“Fenomena Kumpul Kebo Meningkat di RI: Kota Terbanyak Bukan Jakarta”

by -12 Views

Belakangan ini, fenomena kumpul kebo semakin populer di Indonesia, terutama di kalangan pasangan muda tanpa ikatan pernikahan. Bahkan, tak terkecuali para Aparatur Sipil Negara (ASN) yang terlibat dalam praktik kumpul kebo. Kepala Badan Kepegawaian Negara (BKN) telah memecat 8 ASN yang terlibat dalam praktik tersebut, di antaranya karena tidak masuk kerja, penyalahgunaan narkoba, dan berbagai alasan lainnya.

Sementara itu, fenomena kumpul kebo sendiri dipicu oleh pergeseran pandangan terhadap relasi dan pernikahan di kalangan anak muda.
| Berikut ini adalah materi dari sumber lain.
//! multicopy: mirror one directory tree to several destinations in one pass
//!
//! The engine walks the source tree once and copies every regular file to
//! each configured destination, recreating the relative directory layout. A
//! replace policy decides what happens to files that already exist at a
//! destination, and every copy carries over the source modification time.
//! Problems with one file or one destination are recorded and reported
//! without stopping the rest of the run.

pub mod cli;
pub mod config;
pub mod copy;
pub mod directory;
pub mod error;
pub mod event;
pub mod fanout;
pub mod fs;
pub mod policy;
pub mod progress;
pub mod stats;
pub mod sync;

// Re-export commonly used types
pub use config::{load_profile, Profile};
pub use error::{ConfigError, Result, SyncError};
pub use event::{Reporter, SyncEvent};
pub use fs::{FileSystem, LocalFs, MemoryFs};
pub use policy::ReplacePolicy;
pub use stats::SyncStats;
pub use sync::{CancelToken, RunOutcome, RunReport, Runner};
Banyak dari mereka yang melihat pernikahan sebagai hal yang rumit dan terikat aturan, sehingga ‘kumpul kebo’ dianggap sebagai bentuk hubungan yang lebih murni dan nyata dari cinta. Namun, di masyarakat yang masih kental dengan budaya dan tradisi seperti di wilayah Asia, kumpul kebo masih dianggap tabu.

Studi terbaru menunjukkan bahwa praktik kumpul kebo cenderung lebih banyak terjadi di wilayah bagian Timur Indonesia dengan mayoritas penduduk non-Muslim. Berbagai alasan mendasar seperti beban finansial, prosedur perceraian yang rumit, dan penerimaan sosial membuat pasangan di wilayah tersebut memilih untuk kumpul kebo daripada menikah.

Namun, akibat dari praktik kumpul kebo tersebut juga tidak bisa diabaikan. Prinsipnya, perempuan dan anak-anaklah yang paling berdampak negatif dari praktik ini. Dari segi ekonomi, tidak ada jaminan keamanan finansial bagi anak dan ibu dalam kumpul kebo, karena tidak ada aturan hukum terkait dukungan finansial dari pasangan jika mereka berpisah. Dampak ini juga berpotensi merugikan kesehatan mental pasangan dan anak-anak yang lahir dari kumpul kebo.

Dari sisi kesehatan, konflik dan ketidakpastian dalam praktik kumpul kebo dapat menurunkan kualitas hidup dan kesehatan mental pasangan. Data juga mengungkapkan bahwa banyak pasangan kumpul kebo mengalami konflik dalam berbagai tingkatan, bahkan hingga kekerasan dalam rumah tangga (KDRT). Anak-anak yang lahir dari hubungan kumpul kebo juga berisiko mengalami gangguan dalam aspek pertumbuhan, kesehatan, dan emosional, serta mengalami kesulitan dalam menempatkan diri dalam struktur keluarga dan masyarakat.